I felt really good walking out of work that day.

Nicky.

(P.S. Up til that day I had no idea it was in my scope of practice either).

Keep in mind that when pts have G-buttons- Mic-Key, Bard Button, etc that they get changed on a regular basis as well as frequently checked fro balloon volume. The nurse takes the old button out and puts a new one in. Replacing a pulled G-tube is a similar procedure.

Another thing to remember is that these buggers can close up very quickly. Even with pts that have had the stomas for ever.

One thread like this is why I'm willing to wade through 10,000 about how nursing sucks, doctors suck, families suck, other nurses suck etc. etc. ad Zofran. Thanks everyone!

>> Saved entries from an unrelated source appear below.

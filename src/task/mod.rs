//! Polling of asynchronous backend tasks.
//!
//! Accepted change-sets are processed asynchronously; the backend answers
//! with a `Location` URL hosting a `datagator#Task` document. A [`Task`]
//! polls that URL on demand. Polling is always explicit, never started in
//! the background.

use std::sync::Arc;
use std::time::Duration;

use reqwest::header::HeaderMap;
use reqwest::StatusCode;

use crate::entity::{normalized, Context, EntityError, Kind, Result};
use crate::protocol::{self, TaskDocument, TaskStatus};
use crate::response::ValidatedResponse;

/// Handle on an asynchronous backend operation.
pub struct Task {
    ctx: Arc<Context>,
    location: String,
}

impl Task {
    pub(crate) fn new(ctx: Arc<Context>, location: String) -> Self {
        Self { ctx, location }
    }

    /// The task's `Location` URL.
    pub fn location(&self) -> &str {
        &self.location
    }

    /// Fetch the task document once.
    pub async fn poll(&self) -> Result<TaskDocument> {
        let response = self
            .ctx
            .service()
            .get(&self.location, HeaderMap::new())
            .await?;
        let validated =
            ValidatedResponse::receive(response, self.ctx.schema(), &[StatusCode::OK]).await?;
        let document: TaskDocument = protocol::from_value(validated.into_document())?;
        if !Kind::Task.matches(&document.kind) {
            return Err(EntityError::KindMismatch {
                expected: Kind::Task.as_str().to_string(),
                actual: normalized(&document.kind).to_string(),
            });
        }
        Ok(document)
    }

    /// Poll until the task reaches a terminal state.
    ///
    /// Waits `interval` between polls and gives up after `max_polls`
    /// attempts. A task ending in `ERR` is reported as a failure.
    pub async fn wait(&self, interval: Duration, max_polls: usize) -> Result<TaskDocument> {
        for attempt in 1..=max_polls {
            let document = self.poll().await?;
            match document.status {
                TaskStatus::Success => return Ok(document),
                TaskStatus::Failure => {
                    return Err(EntityError::TaskFailed {
                        message: document.message.unwrap_or_default(),
                    })
                }
                TaskStatus::Pending if attempt < max_polls => {
                    tokio::time::sleep(interval).await;
                }
                TaskStatus::Pending => {}
            }
        }
        Err(EntityError::TaskIncomplete(max_polls))
    }
}

// =============================================================================
// Tests
// =============================================================================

Specializes in ED, ICU, Heme/Onc.

A big thank you to all the facilities out there who have policies in place for replacing g-tubes without an ED admission. It puts already at risk patients at further risk, even just exposed to the ED germs when our doc pops a foley in the stoma. We don't isolate people until labwork comes back, so there's all sorts of nasty bugs in the ED and an elderly person with a PEG is the last person who should be exposed to them!

Blee

Thanks for posting this. I've never heard of this either. And I work with lots of PEG tubes. Never heard of one coming out though, and what to do. Very valuable info.

Also if it helps, the proceedure for taking a g-tube out (for some botton types) is to get a good grasp on the thing and yank (after the patient has been NPO for ~12 hours). It's horrifying, because it hurts like heck, and the patient looks at you with teary eyes like "what did you just do to me." The pain quickly subsides, the stoma closes up and the pt can eat soon after. (If a foley is in, it is much easier, just deflate the balloon first.)

On a related note, SP caths routinely get changed by nurses.